Types and descriptions

Due to the many varieties of orchids, flowers can be found to suit every grower. There are several popular varieties that include:

    Beallara - this hybrid is obtained from 4 varieties of orchids (Miltonia, Brassia, Odontoglossum, Kohlioda). Beallara

Flowering occurs in summer. Orchids are found in cream or pink flowers with dark blotches. Burrageara - This hybrid is obtained from 4 varieties of orchids (Miltonia, Oncidium, Odontoglossum and Kohlioda). Burrageara

Flowering occurs in winter. The inflorescence of the flower consists of yellow and red flowers. Colmanara - This hybrid is derived from 3 varieties of orchids (Odontoglossum, Miltonia and Oncidium). Colmanara

The flowering period is 2 months. The long flower arrow can have up to 20 flowers. Wuilstekeara - Derived from 3 varieties of orchids (Odontoglossum, Cochlioda and Miltonia). Wuilstekeara

Flowering occurs at the end of winter and early summer. The flowering period is 6 weeks. There may be 15 flowers on the long flower arrow.

Planting and transplanting a plant

A new pot is needed to plant the plant. It should not be large, it is enough to pick up a container a little more spacious than the previous one. The root system of Cumbria must fill almost the entire volume of the container so that there is no threat of waterlogging of the soil mixture.

Of the material, plastic is preferable. It is not necessary to buy transparent pots, for Cambria it does not matter (but if the grower is inexperienced, then a transparent container will help control the condition of the roots). What really matters is the drainage holes. They need to be big. Holes must also be made on the walls of the pot to improve ventilation of the root system.

The planting pot for Cumbria should provide full ventilation of the roots.

Cumbria substrate is usually purchased from a specialist store that has a large selection of Orchid mixes. You can prepare the material with your own hands, mixing pine bark of the middle fraction (this is the main component), sphagnum moss and charcoal. Peat is not very suitable, it is too water-absorbing. Although, if the room is very hot and the soil dries out quickly, you can add a little to the base soil to retain moisture. And if the situation is the opposite, then pieces of pumice will help, perfectly absorbing excess moisture.

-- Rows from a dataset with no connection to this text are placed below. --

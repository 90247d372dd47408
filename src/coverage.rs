//! Service-area aggregation: buffers, dissolve, coverage gaps, and
//! nearest-facility assignment.
//!
//! Everything here is a pure transform over immutable collections.
//! Dissolve finds connected components of the pairwise-intersects graph
//! with union-find over index-provided candidate pairs, then performs
//! one geometric union per component through the overlay kernel.

use crate::config::Config;
use crate::error::{Result, VeldError};
use crate::feature::{AttrValue, Crs, Feature, FeatureCollection, FeatureId};
use crate::geometry::buffer::buffer;
use crate::geometry::overlay;
use crate::geometry::{Geometry, Polygon, predicates};
use crate::index::SpatialIndex;

/// Buffer every feature of a collection by one radius.
///
/// Ids and attributes carry over; geometries become the buffer
/// polygons. `config.buffer_segments` controls circle fidelity.
///
/// # Errors
///
/// `InvalidInput` for a bad radius or segment count.
pub fn buffer_features(
    collection: &FeatureCollection,
    radius: f64,
    config: &Config,
) -> Result<FeatureCollection> {
    let mut buffered = FeatureCollection::new(collection.crs().clone());
    for feature in collection.iter() {
        let zone = buffer(&feature.geometry, radius, config.buffer_segments)?;
        buffered.push(Feature {
            id: feature.id,
            geometry: Geometry::Polygon(zone),
            attributes: feature.attributes.clone(),
        })?;
    }
    Ok(buffered)
}

/// Plain union-find over polygon slots.
struct DisjointSets {
    parent: Vec<usize>,
}

impl DisjointSets {
    fn new(len: usize) -> Self {
        Self {
            parent: (0..len).collect(),
        }
    }

    fn find(&mut self, slot: usize) -> usize {
        let mut root = slot;
        while self.parent[root] != root {
            root = self.parent[root];
        }
        // Path compression
        let mut cursor = slot;
        while self.parent[cursor] != root {
            let next = self.parent[cursor];
            self.parent[cursor] = root;
            cursor = next;
        }
        root
    }

    fn union(&mut self, a: usize, b: usize) {
        let ra = self.find(a);
        let rb = self.find(b);
        if ra != rb {
            self.parent[ra] = rb;
        }
    }
}

/// Group polygons into connected components of the pairwise-intersects
/// graph. Candidate pairs come from a temporary index over the
/// polygons' bounding boxes, so well-distributed inputs stay far from
/// quadratic.
fn connected_components(polygons: &[Polygon]) -> Vec<Vec<usize>> {
    let geometries: Vec<Geometry> = polygons
        .iter()
        .map(|p| Geometry::Polygon(p.clone()))
        .collect();

    let mut sets = DisjointSets::new(polygons.len());
    // The temporary collection is internal: sequential slot ids cannot
    // collide and the CRS tag is never compared.
    let mut fc = FeatureCollection::new(Crs::default());
    for (slot, geometry) in geometries.iter().enumerate() {
        let _ = fc.push(Feature::new(FeatureId(slot as u64), geometry.clone()));
    }
    let index = match SpatialIndex::build(&fc) {
        Ok(index) => index,
        // Build only fails on a sub-2 node capacity; the default is 16.
        Err(err) => unreachable!("index build over dissolve candidates: {err}"),
    };
    for (slot, geometry) in geometries.iter().enumerate() {
        for candidate in index.query(&geometry.bounding_box()) {
            let other = candidate.0 as usize;
            if other > slot && predicates::intersects(geometry, &geometries[other]) {
                sets.union(slot, other);
            }
        }
    }

    let mut components: Vec<Vec<usize>> = Vec::new();
    let mut roots: Vec<Option<usize>> = vec![None; polygons.len()];
    for slot in 0..polygons.len() {
        let root = sets.find(slot);
        match roots[root] {
            Some(component) => components[component].push(slot),
            None => {
                roots[root] = Some(components.len());
                components.push(vec![slot]);
            }
        }
    }
    components
}

/// Merge overlapping and touching polygons into maximal connected
/// regions.
///
/// Zero polygons dissolve to an empty set; disjoint polygons pass
/// through unchanged. Idempotent: dissolving the output again changes
/// nothing.
pub fn dissolve(polygons: &[Polygon]) -> Vec<Polygon> {
    let components = connected_components(polygons);
    let mut regions = Vec::with_capacity(components.len());
    for component in &components {
        if let [single] = component.as_slice() {
            regions.push(polygons[*single].clone());
            continue;
        }
        let members: Vec<Polygon> = component.iter().map(|&s| polygons[s].clone()).collect();
        regions.extend(overlay::union_all(&members));
    }
    log::debug!(
        "Dissolved {} polygons into {} regions",
        polygons.len(),
        regions.len()
    );
    regions
}

/// Buffer facilities and dissolve the buffers into coverage regions.
///
/// The result is a new collection in the facilities' CRS with fresh
/// sequential ids; each region carries a `sources` attribute counting
/// the facilities merged into it.
///
/// # Errors
///
/// `InvalidInput` for a bad radius or segment count.
pub fn service_coverage(
    facilities: &FeatureCollection,
    radius: f64,
    config: &Config,
) -> Result<FeatureCollection> {
    let mut buffers: Vec<Polygon> = Vec::with_capacity(facilities.len());
    for feature in facilities.iter() {
        buffers.push(buffer(&feature.geometry, radius, config.buffer_segments)?);
    }

    let components = connected_components(&buffers);
    let mut coverage = FeatureCollection::new(facilities.crs().clone());
    let mut next_id = 0u64;
    for component in &components {
        let members: Vec<Polygon> = component.iter().map(|&s| buffers[s].clone()).collect();
        let regions = if members.len() == 1 {
            members
        } else {
            overlay::union_all(&members)
        };
        for region in regions {
            coverage.push(
                Feature::new(FeatureId(next_id), Geometry::Polygon(region))
                    .with_attr("sources", AttrValue::Int(component.len() as i64)),
            )?;
            next_id += 1;
        }
    }
    Ok(coverage)
}

/// Parts of the study area covered by no coverage polygon.
///
/// Subtraction runs through the same overlay kernel as dissolve; the
/// coverage set is dissolved first so overlapping regions are not
/// clipped twice.
pub fn coverage_gaps(study_area: &Polygon, coverage: &[Polygon]) -> Vec<Polygon> {
    let dissolved = dissolve(coverage);
    overlay::difference(study_area, &dissolved)
}

/// One demand feature assigned to its closest facility.
#[derive(Debug, Clone, Copy, PartialEq)]
pub struct Assignment {
    pub demand: FeatureId,
    pub facility: FeatureId,
    pub distance: f64,
}

/// Assign every demand feature to the nearest indexed facility.
///
/// Uses a k=1 nearest query per demand; equal distances resolve to the
/// lower facility identifier. An empty facility index yields an empty
/// assignment list.
///
/// # Errors
///
/// `CrsMismatch` when the demand collection's CRS differs from the
/// index's.
pub fn assign_nearest(
    facilities: &SpatialIndex,
    demands: &FeatureCollection,
) -> Result<Vec<Assignment>> {
    if facilities.crs() != demands.crs() {
        return Err(VeldError::CrsMismatch {
            left: facilities.crs().clone(),
            right: demands.crs().clone(),
        });
    }

    let mut assignments = Vec::with_capacity(demands.len());
    for demand in demands.iter() {
        let anchor = demand.geometry.centroid();
        if let Some(&(facility, distance)) = facilities.nearest(&anchor, 1).first() {
            assignments.push(Assignment {
                demand: demand.id,
                facility,
                distance,
            });
        }
    }
    Ok(assignments)
}
#[cfg(test)]
mod tests {
    use super::*;
    use crate::feature::Feature;

    /// Deterministic scatter over [0, 100)^2.
    fn scatter(count: u64) -> FeatureCollection {
        let mut fc = FeatureCollection::new(Crs::wgs84());
        for i in 0..count {
            let x = (i.wrapping_mul(2654435761) % 10_000) as f64 / 100.0;
            let y = (i.wrapping_mul(40503) % 10_000) as f64 / 100.0;
            fc.push(Feature::new(FeatureId(i), Geometry::point(x, y).unwrap()))
                .unwrap();
        }
        fc
    }

    #[test]
    fn test_empty_index() {
        let fc = FeatureCollection::new(Crs::wgs84());
        let index = SpatialIndex::build(&fc).unwrap();

        assert!(index.is_empty());
        assert_eq!(index.len(), 0);
        assert!(index.query(&BoundingBox::new(0.0, 0.0, 10.0, 10.0)).is_empty());
        assert!(index.nearest(&Coord::new(0.0, 0.0), 5).is_empty());
        assert!(
            index
                .within_distance(&Coord::new(0.0, 0.0), 10.0)
                .unwrap()
                .is_empty()
        );
        assert_eq!(index.stats().depth, 0);
    }

    #[test]
    fn test_build_rejects_tiny_capacity() {
        let fc = scatter(10);
        let config = Config {
            node_capacity: 1,
            ..Config::default()
        };
        assert!(matches!(
            SpatialIndex::build_with_config(&fc, &config),
            Err(VeldError::InvalidInput(_))
        ));
    }

    #[test]
    fn test_query_matches_brute_force() {
        let fc = scatter(500);
        let index = SpatialIndex::build(&fc).unwrap();
        let query_box = BoundingBox::new(20.0, 30.0, 60.0, 70.0);

        let mut hits = index.query(&query_box);
        hits.sort();

        let mut expected: Vec<FeatureId> = fc
            .iter()
            .filter(|f| f.bounding_box().intersects(&query_box))
            .map(|f| f.id)
            .collect();
        expected.sort();

        assert!(!expected.is_empty());
        assert_eq!(hits, expected);
    }

    #[test]
    fn test_query_rejects_malformed_box() {
        let index = SpatialIndex::build(&scatter(50)).unwrap();
        // min > max
        assert!(index.query(&BoundingBox::new(10.0, 0.0, 0.0, 10.0)).is_empty());
        assert!(
            index
                .query(&BoundingBox::new(f64::NAN, 0.0, 1.0, 1.0))
                .is_empty()
        );
    }

    #[test]
    fn test_nearest_matches_brute_force() {
        let fc = scatter(300);
        let index = SpatialIndex::build(&fc).unwrap();
        let point = Coord::new(50.0, 50.0);

        let got = index.nearest(&point, 1);
        assert_eq!(got.len(), 1);

        let expected = fc
            .iter()
            .map(|f| {
                (
                    f.id,
                    predicates::distance(&Geometry::Point(point), &f.geometry),
                )
            })
            .min_by(|a, b| a.1.total_cmp(&b.1).then(a.0.cmp(&b.0)))
            .unwrap();
        assert_eq!(got[0].0, expected.0);
        assert!((got[0].1 - expected.1).abs() < 1e-12);
    }

    #[test]
    fn test_nearest_k_sorted_and_distinct() {
        let fc = scatter(1000);
        let index = SpatialIndex::build(&fc).unwrap();

        let results = index.nearest(&Coord::new(50.0, 50.0), 5);
        assert_eq!(results.len(), 5);
        for pair in results.windows(2) {
            assert!(pair[0].1 <= pair[1].1);
            assert_ne!(pair[0].0, pair[1].0);
        }
    }

    #[test]
    fn test_nearest_ties_break_on_lower_id() {
        let mut fc = FeatureCollection::new(Crs::wgs84());
        // Two points equidistant from the origin
        fc.push(Feature::new(FeatureId(7), Geometry::point(3.0, 0.0).unwrap()))
            .unwrap();
        fc.push(Feature::new(FeatureId(2), Geometry::point(0.0, 3.0).unwrap()))
            .unwrap();
        fc.push(Feature::new(FeatureId(5), Geometry::point(9.0, 9.0).unwrap()))
            .unwrap();
        let index = SpatialIndex::build(&fc).unwrap();

        let results = index.nearest(&Coord::new(0.0, 0.0), 1);
        assert_eq!(results[0].0, FeatureId(2));

        let two = index.nearest(&Coord::new(0.0, 0.0), 2);
        assert_eq!(two[0].0, FeatureId(2));
        assert_eq!(two[1].0, FeatureId(7));
    }

    #[test]
    fn test_nearest_k_exceeding_len() {
        let fc = scatter(4);
        let index = SpatialIndex::build(&fc).unwrap();
        let results = index.nearest(&Coord::new(0.0, 0.0), 10);
        assert_eq!(results.len(), 4);
        assert!(index.nearest(&Coord::new(0.0, 0.0), 0).is_empty());
    }

    #[test]
    fn test_nearest_uses_true_geometry_distance() {
        let mut fc = FeatureCollection::new(Crs::wgs84());
        // A large polygon whose center is far but whose edge is close
        let far_center_near_edge = Geometry::Polygon(
            crate::geometry::Polygon::from_exterior_coords(vec![
                Coord::new(2.0, -50.0),
                Coord::new(100.0, -50.0),
                Coord::new(100.0, 50.0),
                Coord::new(2.0, 50.0),
            ])
            .unwrap(),
        );
        fc.push(Feature::new(FeatureId(1), far_center_near_edge))
            .unwrap();
        fc.push(Feature::new(FeatureId(2), Geometry::point(10.0, 0.0).unwrap()))
            .unwrap();
        let index = SpatialIndex::build(&fc).unwrap();

        let results = index.nearest(&Coord::new(0.0, 0.0), 2);
        // Polygon edge at x=2 beats the point at x=10
        assert_eq!(results[0].0, FeatureId(1));
        assert_eq!(results[0].1, 2.0);
        assert_eq!(results[1].0, FeatureId(2));
        assert_eq!(results[1].1, 10.0);
    }

    #[test]
    fn test_within_distance() {
        let mut fc = FeatureCollection::new(Crs::wgs84());
        for (id, x) in [(1u64, 1.0), (2, 4.0), (3, 9.0)] {
            fc.push(Feature::new(FeatureId(id), Geometry::point(x, 0.0).unwrap()))
                .unwrap();
        }
        let index = SpatialIndex::build(&fc).unwrap();

        let hits = index.within_distance(&Coord::new(0.0, 0.0), 5.0).unwrap();
        assert_eq!(hits.len(), 2);
        assert_eq!(hits[0].0, FeatureId(1));
        assert_eq!(hits[1].0, FeatureId(2));

        assert!(index.within_distance(&Coord::new(0.0, 0.0), -1.0).is_err());
        assert!(
            index
                .within_distance(&Coord::new(0.0, 0.0), f64::INFINITY)
                .is_err()
        );
    }

    #[test]
    fn test_small_capacity_deep_tree() {
        let fc = scatter(200);
        let config = Config::default().with_node_capacity(2);
        let index = SpatialIndex::build_with_config(&fc, &config).unwrap();

        let stats = index.stats();
        assert_eq!(stats.entries, 200);
        assert!(stats.depth >= 4);

        // Same answers as the default tree
        let query_box = BoundingBox::new(10.0, 10.0, 40.0, 40.0);
        let mut deep = index.query(&query_box);
        deep.sort();
        let mut wide = SpatialIndex::build(&fc).unwrap().query(&query_box);
        wide.sort();
        assert_eq!(deep, wide);
    }

    #[test]
    fn test_geometry_lookup() {
        let fc = scatter(10);
        let index = SpatialIndex::build(&fc).unwrap();
        assert!(index.geometry(FeatureId(3)).is_some());
        assert!(index.geometry(FeatureId(99)).is_none());
        assert_eq!(index.crs(), &Crs::wgs84());
    }
}
//! Compatibility layer for rayon/sequential execution.
//!
//! With the `parallel` feature enabled this re-exports rayon's parallel
//! iterators. Without it, a sequential stand-in provides the same method
//! names so call sites compile unchanged.

#[cfg(feature = "parallel")]
pub use rayon::prelude::*;

#[cfg(not(feature = "parallel"))]
mod sequential {
    /// Sequential stand-in for `rayon::prelude::IntoParallelIterator`.
    ///
    /// `into_par_iter()` resolves to `into_iter()`, so the rest of the
    /// chain (`.map()`, `.filter()`, `.collect()`) uses the standard
    /// `Iterator` methods.
    pub trait IntoParallelIterator {
        type Iter;
        type Item;
        fn into_par_iter(self) -> Self::Iter;
    }

    impl<I: IntoIterator> IntoParallelIterator for I {
        type Iter = I::IntoIter;
        type Item = I::Item;
        fn into_par_iter(self) -> Self::Iter {
            self.into_iter()
        }
    }

    /// Sequential stand-in for `rayon::prelude::ParallelSliceMut`.
    pub trait ParallelSliceMut<T> {
        fn par_sort_unstable_by<F>(&mut self, compare: F)
        where
            F: Fn(&T, &T) -> std::cmp::Ordering;
    }

    impl<T> ParallelSliceMut<T> for [T] {
        fn par_sort_unstable_by<F>(&mut self, compare: F)
        where
            F: Fn(&T, &T) -> std::cmp::Ordering,
        {
            self.sort_unstable_by(compare);
        }
    }
}

#[cfg(not(feature = "parallel"))]
pub use sequential::*;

The main condition is that the substrate must pass moisture and air well.

Many growers do not use drainage when planting, lining the bottom of the pot with large pieces of bark. But it still does not interfere, but also gives the pot more stability.

The Cambria Orchid does not like transplanting. Usually, it is subjected to such procedures 1 time in 3-4 years, when the roots have completely mastered the space of the pot, and the pseudobulbs have grown so much that they do not fit into the old container. The plant is transplanted immediately after flowering, when new pseudobulbs are just beginning to grow roots.

There are situations in which you should not wait for the plant to bloom. An urgent transplant is carried out in case of problems with the roots in cases of frequent waterlogging of the soil mixture. In addition, it is advisable to immediately relocate the purchased plant. So you can assess the condition of the root system and rid Cumbria of the transport soil that does not suit her.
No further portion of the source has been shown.